Sie durchsuchten Wu Guoqins Wohnung und beschlagnahmten ihren Computer, Drucker, ihr Telefon und ihre Falun-Dafa-Bücher. Keiner der Beamten zeigte einen Ausweis oder einen Durchsuchungsbefehl. Wu wurde noch am selben Abend zur Polizeistation Miaocheng gebracht und zwei Tage später in die Haftanstalt des Bezirks Shunyi verlegt, wo sie seitdem festgehalten wird.

Wu war wegen ihres Glaubens an Falun Dafa, den sie seit 1997 praktiziert, ins Visier genommen worden. Sie schreibt die Genesung ihrer Krankheiten wie Blutarmut, niedrige Blutplättchenzahl, Tuberkulose und Sinusitis Falun Dafa zu. Nachdem die Kommunistische Partei Chinas eine landesweite Kampagne gegen Falun Dafa initiiert hatte, hielt Wu an ihrem Glauben fest und wurde wiederholt zur Zielscheibe.

Vor ihrer jüngsten Verhaftung war Wu bereits dreimal festgenommen worden. Sie verbüßte eineinhalb Jahre in einem Zwangsarbeitslager und eine zweijährige Haftstrafe. Ihr Mann ließ sich aufgrund der Verfolgung von ihr scheiden. Wu verlor außerdem ihre Arbeitsstelle und musste ihren Lebensunterhalt fortan mit Reinigungsarbeiten in einer Wohnanlage bestreiten.
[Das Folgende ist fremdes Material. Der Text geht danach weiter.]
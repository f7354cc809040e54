#![forbid(unsafe_code)]
#![cfg_attr(feature = "strict", deny(warnings))]

pub mod error;
pub mod gross_scores;
pub mod handicap;
pub mod hole;
pub mod hole_result;
pub mod match_status;
pub mod net_score;
pub mod player;
pub mod rules;
pub mod scorecard;
pub mod setup;
pub mod test_util;
pub mod totals;

pub use error::ScoreError;
pub use gross_scores::GrossScores;
pub use hole::{HoleInfo, Nine, default_holes};
pub use hole_result::{HoleOutcome, HoleResultDetails, TeamHoleResult};
pub use match_status::{MatchState, MatchStatus};
pub use net_score::PlayerHoleResult;
pub use player::{ConfiguredPlayer, Player, PlayerUpdate, Team};
pub use rules::MatchRules;
pub use scorecard::{Scorecard, ScorecardSetup, ScorecardSummary};
pub use setup::SetupError;
pub use totals::{PlayerScoreRow, TeamTotals};
use crate::match_file::read_match_file;
use crate::tui;


pub struct ScoreConfig {
    pub match_file: String,
    pub json: bool,
}

pub fn run(config: ScoreConfig) -> anyhow::Result<()> {
    let scorecard = read_match_file(&config.match_file)?.into_scorecard();
    log::info!(
        "Loaded {} player(s), {} hole(s), {} score(s) from {}",
        scorecard.players().len(),
        scorecard.holes().len(),
        scorecard.gross_scores().len(),
        config.match_file
    );
    if config.json {
        println!("{}", serde_json::to_string_pretty(scorecard.summary())?);
    } else {
        print!("{}", tui::render_scorecard(&scorecard));
    }
    Ok(())
}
Einzelheiten zur früheren Verfolgung

Wu wurde am 15. Oktober 2001 von Beamten der Polizeistation Miaocheng verhaftet. Ihr Arbeitgeber kündigte ihr und entzog ihr alle Leistungen. Nach einer Woche Gehirnwäsche wurde sie zu eineinhalb Jahren Zwangsarbeitslager verurteilt. Aufgrund des Drucks der Verfolgung ließ sich ihr Mann von ihr scheiden. Wus Vater war durch die Inhaftierung seiner Tochter derart traumatisiert, dass er einen Schlaganfall erlitt. Er wurde arbeitsunfähig und verstarb im Sommer 2004.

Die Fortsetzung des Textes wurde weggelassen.